Efficient substring matching with regular expressions in Java

In our introduction to Java regular expressions, we mentioned that one of the advantages of using regular expressions was efficiency. This may sound surprising at first glance. In order to interpret and apply our regular expression, the regex API clearly has to do some non-trivial work over a naive algorithm that simply reads and compares or counts characters in sequence. In a comparison of String.splut() vs StringTokenizer, while the String.split() method performed admirably, it was still half the speed of the (decprecated and less flexible) StringTokenizer.

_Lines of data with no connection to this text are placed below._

//! Letter classification for a scored attempt
//!
//! Each letter of a guess is classified as:
//! - `Correct` (same letter, same position)
//! - `Present` (letter occurs elsewhere in the target, limited by multiplicity)
//! - `Miss` (otherwise)

use super::Word;
use serde::{Deserialize, Serialize};

/// Classification of a single letter
#[derive(Debug, Clone, Copy, PartialEq, Eq, Hash, Serialize, Deserialize)]
#[serde(rename_all = "lowercase")]
pub enum LetterResult {
    Correct,
    Present,
    Miss,
}

impl LetterResult {
    /// Emoji square for sharing
    #[must_use]
    pub const fn emoji(self) -> char {
        match self {
            Self::Correct => '🟩',
            Self::Present => '🟨',
            Self::Miss => '⬜',
        }
    }
}

/// Feedback for a whole guess, one result per letter
#[derive(Debug, Clone, PartialEq, Eq, Hash)]
pub struct Pattern(Vec<LetterResult>);

impl Pattern {
    /// Per-letter results
    #[inline]
    #[must_use]
    pub fn results(&self) -> &[LetterResult] {
        &self.0
    }

    /// Calculate the pattern when `guess` is compared against `target`
    ///
    /// Comparison runs on normalized letters, so accents never affect the
    /// outcome.
    ///
    /// # Algorithm
    /// 1. First pass: mark exact matches and remove them from the target's
    ///    letter pool
    /// 2. Second pass: mark remaining letters present while the pool still
    ///    holds that letter, otherwise miss
    ///
    /// # Examples
    /// ```
    /// use wordle_daily::core::{LetterResult::*, Pattern, Word};
    ///
    /// let guess = Word::new("naaaaa").unwrap();
    /// let target = Word::new("banana").unwrap();
    /// let pattern = Pattern::calculate(&guess, &target);
    ///
    /// assert_eq!(
    ///     pattern.results(),
    ///     &[Present, Correct, Miss, Correct, Miss, Correct]
    /// );
    /// ```
    #[must_use]
    pub fn calculate(guess: &Word, target: &Word) -> Self {
        let mut result = vec![LetterResult::Miss; guess.len()];
        let mut target_available = target.letter_counts();

        // First pass: exact positions
        for (i, &letter) in guess.letters().iter().enumerate() {
            if target.letter_at(i) == Some(letter) {
                result[i] = LetterResult::Correct;

                if let Some(count) = target_available.get_mut(&letter) {
                    *count = count.saturating_sub(1);
                }
            }
        }

        // Second pass: misplaced letters from what is left
        for (i, &letter) in guess.letters().iter().enumerate() {
            if result[i] == LetterResult::Correct {
                continue;
            }

            if let Some(count) = target_available.get_mut(&letter)
                && *count > 0
            {
                result[i] = LetterResult::Present;
                *count -= 1;
            }
        }

        Self(result)
    }

    /// Count the number of correct letters
    #[must_use]
    pub fn count_correct(&self) -> usize {
        self.count(LetterResult::Correct)
    }

    /// Count the number of present letters
    #[must_use]
    pub fn count_present(&self) -> usize {
        self.count(LetterResult::Present)
    }

    fn count(&self, kind: LetterResult) -> usize {
        self.0.iter().filter(|&&r| r == kind).count()
    }
}
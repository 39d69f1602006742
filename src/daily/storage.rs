//! Key-value string storage
//!
//! The game keeps two kinds of entries: the selected language, and one
//! serialized challenge record per language.

use crate::wordlists::Language;
use rustc_hash::FxHashMap;
use std::collections::BTreeMap;
use std::fs;
use std::io;
use std::path::{Path, PathBuf};
use thiserror::Error;
use tracing::warn;

/// Key holding the selected language code
pub const LANGUAGE_KEY: &str = "language";

/// Key holding a language's daily challenge record
#[must_use]
pub fn challenge_key(language: Language) -> String {
    format!("daily-challenge-{}", language.code())
}

/// Language saved under [`LANGUAGE_KEY`], or the default
#[must_use]
pub fn stored_language<S: KeyValueStore + ?Sized>(store: &S) -> Language {
    match store.get(LANGUAGE_KEY) {
        Ok(Some(code)) => Language::from_code(&code).unwrap_or_default(),
        Ok(None) => Language::default(),
        Err(err) => {
            warn!(error = %err, "could not read selected language");
            Language::default()
        }
    }
}

#[derive(Debug, Error)]
pub enum StorageError {
    #[error("storage I/O error: {0}")]
    Io(#[from] io::Error),
    #[error("storage format error: {0}")]
    Serde(#[from] serde_json::Error),
}

/// String store keyed by string
pub trait KeyValueStore {
    /// # Errors
    /// Returns `StorageError` if the backing store cannot be read.
    fn get(&self, key: &str) -> Result<Option<String>, StorageError>;

    /// # Errors
    /// Returns `StorageError` if the backing store cannot be written.
    fn set(&mut self, key: &str, value: String) -> Result<(), StorageError>;

    /// # Errors
    /// Returns `StorageError` if the backing store cannot be written.
    fn remove(&mut self, key: &str) -> Result<(), StorageError>;
}

/// Process-local store
#[derive(Debug, Clone, Default)]
pub struct MemoryStore {
    entries: FxHashMap<String, String>,
}

impl KeyValueStore for MemoryStore {
    fn get(&self, key: &str) -> Result<Option<String>, StorageError> {
        Ok(self.entries.get(key).cloned())
    }

    fn set(&mut self, key: &str, value: String) -> Result<(), StorageError> {
        self.entries.insert(key.to_string(), value);
        Ok(())
    }

    fn remove(&mut self, key: &str) -> Result<(), StorageError> {
        self.entries.remove(key);
        Ok(())
    }
}

/// Store backed by a single JSON object on disk
///
/// The whole file is rewritten on every change. One writer per file is
/// assumed.
#[derive(Debug, Clone)]
pub struct FileStore {
    path: PathBuf,
    entries: BTreeMap<String, String>,
}

impl FileStore {
    /// Open a store, starting empty when the file does not exist yet
    ///
    /// # Errors
    /// Returns `StorageError` if the file exists but cannot be read or parsed.
    pub fn open(path: impl Into<PathBuf>) -> Result<Self, StorageError> {
        let path = path.into();

        let entries = match fs::read_to_string(&path) {
            Ok(content) if content.trim().is_empty() => BTreeMap::new(),
            Ok(content) => serde_json::from_str(&content)?,
            Err(err) if err.kind() == io::ErrorKind::NotFound => BTreeMap::new(),
            Err(err) => return Err(err.into()),
        };

        Ok(Self { path, entries })
    }

    /// Open a store, setting an unreadable file aside and starting empty
    ///
    /// A file that fails to parse is renamed to `<name>.corrupt` next to it.
    ///
    /// # Errors
    /// Returns `StorageError::Io` if the file exists but cannot be read.
    pub fn open_or_reset(path: impl Into<PathBuf>) -> Result<Self, StorageError> {
        let path = path.into();

        match Self::open(&path) {
            Err(StorageError::Serde(err)) => {
                let backup = sibling(&path, "corrupt");
                warn!(path = %path.display(), error = %err, "unreadable storage, starting over");
                if let Err(err) = fs::rename(&path, &backup) {
                    warn!(path = %backup.display(), error = %err, "could not set storage aside");
                }
                Ok(Self {
                    path,
                    entries: BTreeMap::new(),
                })
            }
            other => other,
        }
    }

    #[must_use]
    pub fn path(&self) -> &Path {
        &self.path
    }

    /// Write a sibling `.tmp` file, then rename it over the store
    fn flush(&self) -> Result<(), StorageError> {
        if let Some(parent) = self.path.parent()
            && !parent.as_os_str().is_empty()
        {
            fs::create_dir_all(parent)?;
        }

        let content = serde_json::to_string_pretty(&self.entries)?;
        let staging = sibling(&self.path, "tmp");
        fs::write(&staging, content)?;
        fs::rename(&staging, &self.path)?;
        Ok(())
    }
}

/// `storage.json` becomes `storage.json.<suffix>` in the same directory
fn sibling(path: &Path, suffix: &str) -> PathBuf {
    let mut name = path.file_name().map(ToOwned::to_owned).unwrap_or_default();
    name.push(".");
    name.push(suffix);
    path.with_file_name(name)
}

impl KeyValueStore for FileStore {
    fn get(&self, key: &str) -> Result<Option<String>, StorageError> {
        Ok(self.entries.get(key).cloned())
    }

    fn set(&mut self, key: &str, value: String) -> Result<(), StorageError> {
        self.entries.insert(key.to_string(), value);
        self.flush()
    }

    fn remove(&mut self, key: &str) -> Result<(), StorageError> {
        if self.entries.remove(key).is_some() {
            self.flush()?;
        }
        Ok(())
    }
}
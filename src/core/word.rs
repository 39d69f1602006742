//! Word normalization and representation
//!
//! A Word keeps the canonical (dictionary) spelling for display, and the
//! normalized letters used for every comparison: diacritics stripped and case
//! folded to uppercase.

use rustc_hash::FxHashMap;
use std::fmt;
use thiserror::Error;
use unicode_normalization::{UnicodeNormalization, char::is_combining_mark};

/// Strip diacritics and fold case
///
/// Decomposes to NFD, drops combining marks, then uppercases.
///
/// # Examples
/// ```
/// use wordle_daily::core::normalize;
///
/// assert_eq!(normalize("verão"), "VERAO");
/// assert_eq!(normalize("Pêché"), "PECHE");
/// ```
#[must_use]
pub fn normalize(text: &str) -> String {
    text.nfd()
        .filter(|c| !is_combining_mark(*c))
        .flat_map(char::to_uppercase)
        .collect()
}

/// Exact comparison of two spellings, accents included
///
/// Canonically equivalent sequences (precomposed vs decomposed accents)
/// compare equal; case and diacritics are significant.
#[must_use]
pub fn same_spelling(a: &str, b: &str) -> bool {
    a.nfc().eq(b.nfc())
}

/// Error type for invalid words
#[derive(Debug, Clone, PartialEq, Eq, Error)]
pub enum WordError {
    #[error("Word must not be empty")]
    Empty,
    #[error("Word contains invalid characters")]
    InvalidCharacters,
}

/// A dictionary word with its normalized letters
#[derive(Debug, Clone, PartialEq, Eq)]
pub struct Word {
    text: String,
    letters: Vec<char>,
}

impl Word {
    /// Create a new Word from any spelling
    ///
    /// The canonical text is NFC-composed and uppercased.
    ///
    /// # Errors
    /// Returns `WordError` if the text is empty or contains anything other
    /// than letters and combining marks.
    ///
    /// # Examples
    /// ```
    /// use wordle_daily::core::Word;
    ///
    /// let word = Word::new("verão").unwrap();
    /// assert_eq!(word.text(), "VERÃO");
    /// assert_eq!(word.key(), "VERAO");
    ///
    /// assert!(Word::new("sh0rt").is_err());
    /// ```
    pub fn new(text: impl AsRef<str>) -> Result<Self, WordError> {
        let text: String = text.as_ref().nfc().flat_map(char::to_uppercase).collect();

        if text.is_empty() {
            return Err(WordError::Empty);
        }

        if !text.chars().all(char::is_alphabetic) {
            return Err(WordError::InvalidCharacters);
        }

        let letters = normalize(&text).chars().collect();

        Ok(Self { text, letters })
    }

    /// Canonical spelling
    #[inline]
    #[must_use]
    pub fn text(&self) -> &str {
        &self.text
    }

    /// Normalized letters
    #[inline]
    #[must_use]
    pub fn letters(&self) -> &[char] {
        &self.letters
    }

    /// Normalized form as a string, the vocabulary lookup key
    #[must_use]
    pub fn key(&self) -> String {
        self.letters.iter().collect()
    }

    /// Number of letters
    #[inline]
    #[must_use]
    pub fn len(&self) -> usize {
        self.letters.len()
    }

    #[inline]
    #[must_use]
    pub fn is_empty(&self) -> bool {
        self.letters.is_empty()
    }

    /// Normalized letter at a position
    #[inline]
    #[must_use]
    pub fn letter_at(&self, position: usize) -> Option<char> {
        self.letters.get(position).copied()
    }

    /// Count of each normalized letter
    ///
    /// Used for classification with duplicate letters.
    pub(crate) fn letter_counts(&self) -> FxHashMap<char, u8> {
        let mut counts = FxHashMap::default();
        for &ch in &self.letters {
            *counts.entry(ch).or_insert(0) += 1;
        }
        counts
    }
}

impl fmt::Display for Word {
    fn fmt(&self, f: &mut fmt::Formatter<'_>) -> fmt::Result {
        write!(f, "{}", self.text)
    }
}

You may therefore be asking: how efficient are regular expressions for performing typical string matching operations? In fact, they are often surprisingly efficient. As we will see below, the regex API contains optimisations that can make it more scalable than a naive implementation of the equivalent task.

As an example, let us consider the common case of substring matching, where we wish to determine the locations where a particular substring occurs within another larger string.

A naive routine to find substring matches might look as follows:


public static List<Integer> findMatchPoints(String str, String searchFor) {	
    List matchPoints = new ArrayList<>();
next_location:
    for (int i = 0; i < max; i++) {
        for (int j = 0; j < searchFor.length(); j++) {
            if (str.charAt(i + j) != searchFor.charAt(j)) {
                continue next_location;
            }
         }
         matchPoints.add(i);
     }
     return matchPoints;
 }

On short strings, this naive algorithm may be sufficient and even outperform its regular expression equivalent. But from a scalability perspective, it is inefficient: in the worst case of no matches, it will compare every single character in the input string with every single character in the substring being matched. Or put another way: this naive algorithm is inefficient because, whenever a non-match occurs at a particular position, it "throws away" potential information that was gathered along the way (of the non-matching subsequence, how many characters did match, and can this be used as a hint as to where to resume searching for the next potential match site?).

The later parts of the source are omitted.